My dad has this long time "love" who he has been on and off with since before I (26m) was born. He was with my mom for 7 years during one of their breakups. He cheated on mom with this "love" and when mom died he went public with them getting back together. It was one of her kids who let the cat out of the bag about them being together behind my mom's back.

Their relationship did not get the happily ever after at any point. They continued getting together and breaking up. They did marry each other eventually and divorced once and remarried. But I have no idea if they're married currently or not. But they are still very on and off.

She has 5 or 6 kids with other men. My dad and her do not have kids together. I don't consider her or her kids my family. I don't have a relationship with any of them. If I see them whatever but I don't keep in touch or hang out with any of them. Even when she and dad are together, if he reaches out and wants to spend time with me I don't pay her much attention.

My dad considers her the love of his life and always calls her his love, hence the "love" because meh, it's messy I'm not even going to pretend otherwise. My relationship with dad is not very strong. But he is my dad and the only parent I've had since the age of 6 and even if he sucks he makes an effort.
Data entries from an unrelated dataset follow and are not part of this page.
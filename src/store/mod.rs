//! The reactive state store (spec §4.A): a single `SessionState`, mutated
//! only through `set_state`, which notifies subscribers with the previous
//! state, the next state, and the patch that produced it.
//!
//! Grounded on the `RwLock`-guarded shared map the teacher uses to hold
//! session state in `cache::Cache`, generalized from "one map" to "one
//! struct with a typed, partial patch".

use std::collections::HashMap;
use std::sync::{Mutex, RwLock};

use serde_json::Value;

use crate::types::{
    BatchId, BatchState, Capabilities, FileId, FileRecord, InfoMessage, SessionState,
};

/// A partial update to `SessionState`. Every field is `Option`; `None` means
/// "leave as-is". `info` is doubly-optional so a patch can distinguish
/// "don't touch the info message" from "clear the info message"
/// (spec §4.A, "patches are shallow-merged at the top level").
#[derive(Clone, Debug, Default)]
pub struct StatePatch {
    pub files: Option<HashMap<FileId, FileRecord>>,
    pub current_uploads: Option<HashMap<BatchId, BatchState>>,
    pub allow_new_upload: Option<bool>,
    pub capabilities: Option<Capabilities>,
    pub total_progress: Option<u8>,
    pub meta: Option<HashMap<String, Value>>,
    pub info: Option<Option<InfoMessage>>,
    pub plugins: Option<HashMap<String, Value>>,
}

impl StatePatch {
    fn apply(self, state: &mut SessionState) {
        if let Some(files) = self.files {
            state.files = files;
        }
        if let Some(current_uploads) = self.current_uploads {
            state.current_uploads = current_uploads;
        }
        if let Some(allow_new_upload) = self.allow_new_upload {
            state.allow_new_upload = allow_new_upload;
        }
        if let Some(capabilities) = self.capabilities {
            state.capabilities = capabilities;
        }
        if let Some(total_progress) = self.total_progress {
            state.total_progress = total_progress;
        }
        if let Some(meta) = self.meta {
            state.meta = meta;
        }
        if let Some(info) = self.info {
            state.info = info;
        }
        if let Some(plugins) = self.plugins {
            state.plugins = plugins;
        }
    }
}

type Listener = Box<dyn FnMut(&SessionState, &SessionState, &StatePatch) + Send>;

#[derive(Clone, Copy, Debug, Eq, PartialEq)]
pub struct SubscriptionId(u64);

struct Subscriber {
    id: SubscriptionId,
    listener: Listener,
}

/// Holds the single `SessionState` for a kernel instance. Cheap to clone
/// (wraps its interior in locks), so it can be shared across the actors that
/// make up the pipeline, uploaders, and progress aggregator.
pub struct Store {
    state: RwLock<SessionState>,
    subscribers: Mutex<Vec<Subscriber>>,
    next_id: Mutex<u64>,
}

impl Default for Store {
    fn default() -> Self {
        Store {
            state: RwLock::new(SessionState::default()),
            subscribers: Mutex::new(Vec::new()),
            next_id: Mutex::new(0),
        }
    }
}

impl Store {
    pub fn new() -> Self {
        Self::default()
    }

    /// A clone of the current state. Cloning rather than returning a guard
    /// keeps callers from holding the lock across other store calls.
    pub fn get_state(&self) -> SessionState {
        self.state.read().unwrap().clone()
    }

    /// Register a listener, called after every `set_state` with
    /// `(previous, next, patch)`. Returns an id usable with `unsubscribe`.
    pub fn subscribe<F>(&self, listener: F) -> SubscriptionId
    where
        F: FnMut(&SessionState, &SessionState, &StatePatch) + Send + 'static,
    {
        let mut next_id = self.next_id.lock().unwrap();
        *next_id += 1;
        let id = SubscriptionId(*next_id);
        self.subscribers.lock().unwrap().push(Subscriber {
            id,
            listener: Box::new(listener),
        });
        id
    }

    pub fn unsubscribe(&self, id: SubscriptionId) {
        self.subscribers.lock().unwrap().retain(|s| s.id != id);
    }

    /// Shallow-merge `patch` into the current state and notify subscribers.
    /// Subscribers fire in registration order and see the same
    /// `(prev, next, patch)` triple (spec §4.A).
    pub fn set_state(&self, patch: StatePatch) {
        let prev = self.get_state();
        let mut next = prev.clone();
        patch.clone().apply(&mut next);
        *self.state.write().unwrap() = next.clone();

        let mut subscribers = self.subscribers.lock().unwrap();
        for subscriber in subscribers.iter_mut() {
            (subscriber.listener)(&prev, &next, &patch);
        }
    }
}

#[cfg(test)]
mod test {
    use super::*;
    use std::sync::atomic::{AtomicU8, Ordering};
    use std::sync::Arc;

    #[test]
    fn set_state_merges_shallowly_and_notifies() {
        let store = Store::new();
        let seen = Arc::new(AtomicU8::new(0));
        let seen2 = seen.clone();
        store.subscribe(move |_prev, next, _patch| {
            seen2.store(next.total_progress, Ordering::SeqCst);
        });

        store.set_state(StatePatch {
            total_progress: Some(42),
            ..Default::default()
        });

        assert_eq!(store.get_state().total_progress, 42);
        assert_eq!(seen.load(Ordering::SeqCst), 42);
        // fields not named in the patch are untouched
        assert!(store.get_state().allow_new_upload);
    }

    #[test]
    fn info_patch_can_clear_an_existing_message() {
        let store = Store::new();
        store.set_state(StatePatch {
            info: Some(Some(InfoMessage {
                is_hidden: false,
                kind: crate::types::InfoKind::Error,
                message: "oops".into(),
                details: None,
            })),
            ..Default::default()
        });
        assert!(store.get_state().info.is_some());

        store.set_state(StatePatch {
            info: Some(None),
            ..Default::default()
        });
        assert!(store.get_state().info.is_none());
    }

    #[test]
    fn unsubscribe_stops_further_notifications() {
        let store = Store::new();
        let calls = Arc::new(AtomicU8::new(0));
        let c = calls.clone();
        let id = store.subscribe(move |_, _, _| {
            c.fetch_add(1, Ordering::SeqCst);
        });
        store.unsubscribe(id);
        store.set_state(StatePatch {
            total_progress: Some(1),
            ..Default::default()
        });
        assert_eq!(calls.load(Ordering::SeqCst), 0);
    }
}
I'm just tired of being a part of their love story. He f'd over my mom while she was alive with that woman and both were unfair to all other partners because they'll always cheat and find a way back to each other.

So when my fiancée and I talked about the guest list we decided to invite dad, and dad alone for that "side" of my family. My entire maternal side will be here, because I am close to them. But I never met the extended side on dad's and this woman and her many kids are not family.
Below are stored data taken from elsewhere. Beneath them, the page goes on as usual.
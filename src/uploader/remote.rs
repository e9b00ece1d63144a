//! Companion-proxied remote uploader (spec §4.J): for a file acquired from a
//! remote provider (a shared drive link, a URL import, ...) the upload
//! itself is performed by the companion server. The kernel first submits the
//! job over plain HTTP, then watches a token-scoped WebSocket for progress
//! frames until the companion reports the file done.
//!
//! Grounded on the teacher's `server::ts` websocket proxy: connect, split
//! into a sink/stream pair, and dispatch inbound frames by a tagged field.
//! Flipped from "agent as websocket server" to "agent as websocket client",
//! since here the companion is the server; one connection is opened per
//! file rather than multiplexing a shared socket, so there's no queue-until-
//! open state to track. The POST-then-token-socket handshake itself follows
//! `companion::Client::submit_remote_upload`'s job-submission contract.

use std::collections::HashMap;
use std::sync::Mutex;
use std::time::{Duration, Instant};

use async_trait::async_trait;
use futures::{SinkExt, StreamExt};
use serde::Deserialize;
use serde_json::Value;
use tokio_tungstenite::tungstenite::Message as WsMessage;

use crate::companion;
use crate::events::{Event, EventBus};
use crate::kernel::plugin::Uploader as UploaderTrait;
use crate::progress::Throttle;
use crate::store::{Store, StatePatch};
use crate::types::{FileId, UploadResponse};

use super::error::{Error, Result};

/// Frames the companion pushes over the token-scoped socket, tagged by
/// `action` with the rest of the frame nested under `payload` (spec §4.J).
#[derive(Deserialize)]
#[serde(tag = "action", content = "payload", rename_all = "lowercase")]
enum IncomingFrame {
    Progress {
        #[serde(rename = "bytesUploaded")]
        bytes_uploaded: u64,
        #[serde(rename = "bytesTotal")]
        bytes_total: Option<u64>,
    },
    Success {
        status: u16,
        body: Value,
    },
    Error {
        message: String,
    },
}

/// `https://`/`http://` companion URLs derive their websocket counterpart by
/// scheme substitution; the companion serves both on the same host.
fn websocket_url(companion_url: &str) -> String {
    if let Some(rest) = companion_url.strip_prefix("https://") {
        format!("wss://{}", rest)
    } else if let Some(rest) = companion_url.strip_prefix("http://") {
        format!("ws://{}", rest)
    } else {
        companion_url.to_owned()
    }
}

/// Minimum spacing between emitted progress events for the same file (spec
/// §4.J, "progress is throttled the same as the direct uploader").
const PROGRESS_THROTTLE: Duration = Duration::from_millis(300);

pub struct RemoteUploader {
    id: String,
    companion: std::sync::Arc<companion::Client>,
    throttles: Mutex<HashMap<FileId, Throttle>>,
}

impl RemoteUploader {
    pub fn new(companion: std::sync::Arc<companion::Client>) -> Self {
        RemoteUploader {
            id: "uploader-remote".to_owned(),
            companion,
            throttles: Mutex::new(HashMap::new()),
        }
    }

    fn should_emit_progress(&self, file_id: &FileId) -> bool {
        self.throttles
            .lock()
            .unwrap()
            .entry(file_id.clone())
            .or_insert_with(|| Throttle::new(PROGRESS_THROTTLE))
            .should_emit(Instant::now())
    }

    async fn run_file(&self, file_id: &FileId, store: &Store, events: &EventBus) -> Result<()> {
        let state = store.get_state();
        let file = state.files.get(file_id).cloned().ok_or_else(|| {
            Error::request_failed(format!("file {} vanished before upload", file_id))
        })?;
        let remote = file
            .remote
            .as_ref()
            .ok_or_else(|| Error::request_failed("file has no remote descriptor"))?;

        let token = match &remote.token {
            Some(token) => token.clone(),
            None => {
                let job = self
                    .companion
                    .submit_remote_upload(&remote.provider, &remote.body)
                    .await
                    .map_err(|e| Error::request_failed(e.to_string()))?;
                let token = job
                    .get("token")
                    .and_then(Value::as_str)
                    .ok_or_else(|| Error::request_failed("companion response carried no token"))?
                    .to_owned();

                let mut state = store.get_state();
                if let Some(record) = state.files.get_mut(file_id) {
                    if let Some(remote) = record.remote.as_mut() {
                        remote.token = Some(token.clone());
                    }
                }
                store.set_state(StatePatch {
                    files: Some(state.files),
                    ..Default::default()
                });
                token
            }
        };

        let base = websocket_url(&remote.companion_url);
        let url = format!("{}/api/{}", base.trim_end_matches('/'), token);
        let (ws_stream, _response) = tokio_tungstenite::connect_async(url)
            .await
            .map_err(|e| Error::socket_error(e.to_string()))?;
        let (mut _sink, mut stream) = ws_stream.split();

        while let Some(message) = stream.next().await {
            let message = message.map_err(|e| Error::socket_error(e.to_string()))?;
            let text = match message {
                WsMessage::Text(text) => text,
                WsMessage::Close(_) => break,
                _ => continue,
            };
            let frame: IncomingFrame = match serde_json::from_str(&text) {
                Ok(frame) => frame,
                Err(_) => continue,
            };
            match frame {
                IncomingFrame::Progress {
                    bytes_uploaded,
                    bytes_total,
                } => {
                    if self.should_emit_progress(file_id) {
                        events.emit(Event::UploadProgress {
                            file_id: file_id.clone(),
                            uploader: self.id.clone(),
                            bytes_uploaded,
                            bytes_total,
                        });
                    }
                }
                IncomingFrame::Success { status, body } => {
                    let mut state = store.get_state();
                    if let Some(record) = state.files.get_mut(file_id) {
                        record.progress.upload_complete = true;
                        record.response = Some(UploadResponse { status, body });
                    }
                    store.set_state(StatePatch {
                        files: Some(state.files),
                        ..Default::default()
                    });
                    events.emit(Event::UploadSuccess {
                        file_id: file_id.clone(),
                        status,
                    });
                    self.throttles.lock().unwrap().remove(file_id);
                    return Ok(());
                }
                IncomingFrame::Error { message } => {
                    self.throttles.lock().unwrap().remove(file_id);
                    return Err(Error::request_failed(message));
                }
            }
        }
        self.throttles.lock().unwrap().remove(file_id);
        Err(Error::socket_error("connection closed before the companion reported completion"))
    }
}

#[async_trait]
impl UploaderTrait for RemoteUploader {
    fn id(&self) -> &str {
        &self.id
    }

    async fn upload(&self, file_ids: &[FileId], store: &Store, events: &EventBus) -> crate::Result<()> {
        let results =
            futures::future::join_all(file_ids.iter().map(|id| self.run_file(id, store, events))).await;

        let mut first_err = None;
        for (file_id, result) in file_ids.iter().zip(results) {
            if let Err(err) = result {
                events.emit(Event::UploadError {
                    file_id: file_id.clone(),
                    message: err.to_string(),
                });
                let mut state = store.get_state();
                if let Some(record) = state.files.get_mut(file_id) {
                    record.error = Some(err.to_string());
                }
                store.set_state(StatePatch {
                    files: Some(state.files),
                    ..Default::default()
                });
                if first_err.is_none() {
                    first_err = Some(err);
                }
            }
        }
        match first_err {
            Some(err) => Err(err.into()),
            None => Ok(()),
        }
    }
}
But my dad wants them there. He hasn't said whether he and his "love" are together right now, he feels like I'm being unfair in inviting him to come alone. I told him the invite isn't a summons and he can say no to coming if he's against it but I will not play "sometimes family" with these people and I will not have my future kids exposed to the on and off nature of his relationship with this woman.

Dad told me she'd make an excellent grandmother and I told him it's a good thing she has kids who can make her one then. He thinks I'm wrong for my decision. AITA?

Here's what top commenters had to say about this one:

Kaynico said:

NTA. All your arguments were very well articulated. "I'm extending you a solo invite purely out of recognition of your failed attempts to be a family. Your lack of moral integrity will not bleed into my celebration of love with my wife to be.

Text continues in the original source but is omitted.